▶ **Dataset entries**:
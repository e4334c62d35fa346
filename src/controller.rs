use std::sync::{Arc, Mutex, MutexGuard, PoisonError};

use log::debug;
use tokio::sync::watch;

use crate::api::DataBackend;
use crate::api::models::ConversationId;
use crate::directory;
use crate::orchestrator::{SendOrchestrator, SubmitOutcome, Timeouts};
use crate::state::{ActiveConversation, ChatState, SharedState};
use crate::stream::MessageStream;
use crate::utils::TaskGuard;

/// One open chat session: the state, its two live collections and the
/// send orchestrator, behind named transitions.
pub struct ChatController<B> {
    backend: Arc<B>,
    state: SharedState,
    stream: MessageStream<B>,
    orchestrator: SendOrchestrator<B>,
    directory_feed: Mutex<Option<TaskGuard>>,
}

impl<B: DataBackend> ChatController<B> {
    pub fn new(backend: Arc<B>, timeouts: Timeouts) -> Self {
        let state = SharedState::new();
        let stream = MessageStream::new(backend.clone(), state.clone());
        let orchestrator = SendOrchestrator::new(backend.clone(), state.clone(), stream.clone(), timeouts);
        Self {
            backend,
            state,
            stream,
            orchestrator,
            directory_feed: Mutex::new(None),
        }
    }

    fn directory_feed(&self) -> MutexGuard<'_, Option<TaskGuard>> {
        self.directory_feed.lock().unwrap_or_else(PoisonError::into_inner)
    }

    /// Opens the standing conversation subscription. Calling it again is a no-op.
    pub fn start(&self) {
        let mut feed = self.directory_feed();
        if feed.is_none() {
            *feed = Some(directory::follow(self.backend.clone(), self.state.clone()));
        }
    }

    pub fn snapshot(&self) -> ChatState {
        self.state.snapshot()
    }

    pub fn watch(&self) -> watch::Receiver<ChatState> {
        self.state.watch()
    }

    /// Makes a listed conversation active. Unknown ids are refused so the
    /// active value always names a conversation the backend confirmed.
    pub fn select(&self, id: &ConversationId) -> bool {
        if !self.state.read(|s| s.directory.contains(id)) {
            debug!("refusing to select unlisted conversation {id}");
            return false;
        }
        if self.state.transition(|s| s.select(id)) {
            self.stream.retarget(&ActiveConversation::Selected(id.clone()));
        }
        true
    }

    /// Selects by sidebar position.
    pub fn select_nth(&self, index: usize) -> Option<ConversationId> {
        let id = self.state.read(|s| s.directory.nth(index).map(|c| c.id.clone()))?;
        self.select(&id).then_some(id)
    }

    pub fn start_new_chat(&self) {
        self.state.transition(|s| s.start_new_chat());
        self.stream.retarget(&ActiveConversation::NewChat);
    }

    pub fn set_input(&self, text: &str) {
        self.state.transition(|s| s.set_input(text));
    }

    pub async fn submit(&self, text: &str) -> SubmitOutcome {
        self.orchestrator.submit(text).await
    }

    /// Submits whatever the input buffer holds.
    pub async fn submit_input(&self) -> SubmitOutcome {
        let text = self.state.read(|s| s.input.clone());
        self.submit(&text).await
    }

    pub fn shutdown(&self) {
        self.directory_feed().take();
        self.stream.detach();
    }
}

▶ **Aim of the task**:
A complete, exact transcription of the data above is the required answer.

▶ **Task output**:
repository e4334c62d35fa346
filename src/controller.rs
use std::sync::{Arc, Mutex, MutexGuard, PoisonError};

use log::debug;
use tokio::sync::watch;

use crate::api::DataBackend;
use crate::api::models::ConversationId;
use crate::directory;
use crate::orchestrator::{SendOrchestrator, SubmitOutcome, Timeouts};
use crate::state::{ActiveConversation, ChatState, SharedState};
use crate::stream::MessageStream;
use crate::utils::TaskGuard;

/// One open chat session: the state, its two live collections and the
/// send orchestrator, behind named transitions.
pub struct ChatController<B> {
    backend: Arc<B>,
    state: SharedState,
    stream: MessageStream<B>,
    orchestrator: SendOrchestrator<B>,
    directory_feed: Mutex<Option<TaskGuard>>,
}

impl<B: DataBackend> ChatController<B> {
    pub fn new(backend: Arc<B>, timeouts: Timeouts) -> Self {
        let state = SharedState::new();
        let stream = MessageStream::new(backend.clone(), state.clone());
        let orchestrator = SendOrchestrator::new(backend.clone(), state.clone(), stream.clone(), timeouts);
        Self {
            backend,
            state,
            stream,
            orchestrator,
            directory_feed: Mutex::new(None),
        }
    }

    fn directory_feed(&self) -> MutexGuard<'_, Option<TaskGuard>> {
        self.directory_feed.lock().unwrap_or_else(PoisonError::into_inner)
    }

    /// Opens the standing conversation subscription. Calling it again is a no-op.
    pub fn start(&self) {
        let mut feed = self.directory_feed();
        if feed.is_none() {
            *feed = Some(directory::follow(self.backend.clone(), self.state.clone()));
        }
    }

    pub fn snapshot(&self) -> ChatState {
        self.state.snapshot()
    }

    pub fn watch(&self) -> watch::Receiver<ChatState> {
        self.state.watch()
    }

    /// Makes a listed conversation active. Unknown ids are refused so the
    /// active value always names a conversation the backend confirmed.
    pub fn select(&self, id: &ConversationId) -> bool {
        if !self.state.read(|s| s.directory.contains(id)) {
            debug!("refusing to select unlisted conversation {id}");
            return false;
        }
        if self.state.transition(|s| s.select(id)) {
            self.stream.retarget(&ActiveConversation::Selected(id.clone()));
        }
        true
    }

    /// Selects by sidebar position.
    pub fn select_nth(&self, index: usize) -> Option<ConversationId> {
        let id = self.state.read(|s| s.directory.nth(index).map(|c| c.id.clone()))?;
        self.select(&id).then_some(id)
    }

    pub fn start_new_chat(&self) {
        self.state.transition(|s| s.start_new_chat());
        self.stream.retarget(&ActiveConversation::NewChat);
    }

    pub fn set_input(&self, text: &str) {
        self.state.transition(|s| s.set_input(text));
    }

    pub async fn submit(&self, text: &str) -> SubmitOutcome {
        self.orchestrator.submit(text).await
    }

    /// Submits whatever the input buffer holds.
    pub async fn submit_input(&self) -> SubmitOutcome {
        let text = self.state.read(|s| s.input.clone());
        self.submit(&text).await
    }

    pub fn shutdown(&self) {
        self.directory_feed().take();
        self.stream.detach();
    }
}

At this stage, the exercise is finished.